◆ WHAT TO PRODUCE
Read through the material below and find each line that has the word "registry"; copy it.

◆ SUPPLIED MATERIAL
//! podserve: queue text-generation jobs onto a fixed set of model pods.

pub mod config;
pub mod engine;
pub mod error;
pub mod job;
pub mod logging;
pub mod prompting;
pub mod registry;
pub mod scheduler;
pub mod server;
pub mod session;

pub use config::{Config, ConfigError};
pub use engine::{CandleEngine, EchoEngine, InferenceEngine};
pub use error::JobError;
pub use registry::{Registry, RegistryError};
pub use scheduler::{Scheduler, SchedulerOptions};
pub use session::SessionStore;
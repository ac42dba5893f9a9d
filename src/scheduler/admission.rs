use std::io;
use std::sync::atomic::Ordering;
use std::sync::Arc;
use std::thread::{self, JoinHandle};

use podserve_protocol::JobStatus;

use super::{Scheduler, SchedulerState};
use crate::job::now_millis;

impl Scheduler {
    /// Spawns the admission loop. It exits once shutdown is requested and all work drained.
    pub fn start(self: &Arc<Self>) -> io::Result<JoinHandle<()>> {
        let scheduler = Arc::clone(self);
        thread::Builder::new()
            .name("podserve-admission".to_string())
            .spawn(move || {
                tracing::info!(
                    pods = scheduler.registry.pods().len(),
                    max_threads = scheduler.registry.max_threads(),
                    tick_ms = scheduler.options.tick.as_millis() as u64,
                    "admission loop started"
                );
                loop {
                    if scheduler.is_drained() {
                        break;
                    }
                    scheduler.admit_pending();
                    thread::sleep(scheduler.options.tick);
                }
                tracing::info!("admission loop finished");
            })
    }

    /// Shutdown requested, nothing queued, nothing running.
    pub fn is_drained(&self) -> bool {
        if !self.is_shutting_down() {
            return false;
        }
        let state = self.lock();
        state.queue.is_empty() && self.running_threads.load(Ordering::Acquire) == 0
    }

    /// One admission pass. Returns how many jobs were bound to pods.
    pub(crate) fn admit_pending(self: &Arc<Self>) -> usize {
        let admitted = {
            let mut state = self.lock();
            self.evict_expired(&mut state);
            self.bind_idle_pods(&mut state)
        };

        let mut spawned = 0;
        let mut failed = Vec::new();
        for (job_id, pod) in admitted {
            let scheduler = Arc::clone(self);
            let worker_job = job_id.clone();
            let spawn = thread::Builder::new()
                .name(format!("podserve-pod-{}", pod))
                .spawn(move || scheduler.run_job(&worker_job, pod));
            match spawn {
                Ok(_) => spawned += 1,
                Err(err) => {
                    tracing::error!(job = %job_id, pod, error = %err, "cannot spawn worker, job requeued");
                    failed.push((job_id, pod));
                }
            }
        }

        if !failed.is_empty() {
            let mut state = self.lock();
            for (job_id, pod) in failed.into_iter().rev() {
                self.roll_back(&mut state, &job_id, pod);
            }
        }
        spawned
    }

    fn evict_expired(&self, state: &mut SchedulerState) {
        let Some(deadline) = self.options.deadline else {
            return;
        };
        let limit = deadline.as_millis() as u64;
        let now = now_millis();

        let expired: Vec<String> = state
            .queue
            .iter()
            .filter(|id| {
                state
                    .jobs
                    .get(id.as_str())
                    .map(|job| job.age_millis(now) > limit)
                    .unwrap_or(true)
            })
            .cloned()
            .collect();
        if expired.is_empty() {
            return;
        }

        state.queue.retain(|id| !expired.contains(id));
        for id in expired {
            state.release_chat_session(&id);
            if state.jobs.remove(&id).is_some() {
                self.stats.expired();
                tracing::info!(job = %id, deadline_secs = deadline.as_secs(), "queued job expired and dropped");
            }
        }
        self.completed.notify_all();
    }

    /// FIFO scan binding queued jobs to the lowest idle pods under the thread budget.
    fn bind_idle_pods(&self, state: &mut SchedulerState) -> Vec<(String, usize)> {
        let max_threads = self.registry.max_threads();
        let mut admitted = Vec::new();

        while let Some(job_id) = state.queue.front().cloned() {
            if self.running_threads.load(Ordering::Acquire) >= max_threads {
                break;
            }
            let Some(pod_index) = state.first_idle_pod() else {
                break;
            };
            let Some(pod) = self.registry.pod(pod_index) else {
                break;
            };

            state.queue.pop_front();
            let Some(job) = state.jobs.get_mut(&job_id) else {
                continue;
            };
            if job.status != JobStatus::Queued {
                continue;
            }

            job.status = JobStatus::Processing;
            job.pod = Some(pod_index);
            job.started_at = now_millis();
            job.model_id = pod.model.clone();
            job.prompt_id = pod.prompt.clone();
            job.sampling_id = pod.sampling.clone();
            state.bindings[pod_index] = Some(job_id.clone());
            self.engine.reset_stop(pod_index);

            self.running_threads.fetch_add(pod.threads, Ordering::AcqRel);
            self.running_pods.fetch_add(1, Ordering::AcqRel);
            self.stats.admitted();
            tracing::debug!(job = %job_id, pod = %pod.id, index = pod_index, "job admitted");
            admitted.push((job_id, pod_index));
        }
        admitted
    }

    /// Undoes an admission whose worker never started; the job goes back to the queue head.
    fn roll_back(&self, state: &mut SchedulerState, job_id: &str, pod_index: usize) {
        if let Some(pod) = self.registry.pod(pod_index) {
            self.running_threads.fetch_sub(pod.threads, Ordering::AcqRel);
        }
        self.running_pods.fetch_sub(1, Ordering::AcqRel);
        state.bindings[pod_index] = None;

        if let Some(job) = state.jobs.get_mut(job_id) {
            job.pod = None;
            job.started_at = 0;
            if job.status == JobStatus::Processing {
                job.status = JobStatus::Queued;
                state.queue.push_front(job_id.to_string());
            }
        }
    }
}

◆ RESULT FOR THIS TASK
pub mod registry;
pub use registry::{Registry, RegistryError};
                    pods = scheduler.registry.pods().len(),
                    max_threads = scheduler.registry.max_threads(),
        let max_threads = self.registry.max_threads();
            let Some(pod) = self.registry.pod(pod_index) else {
        if let Some(pod) = self.registry.pod(pod_index) {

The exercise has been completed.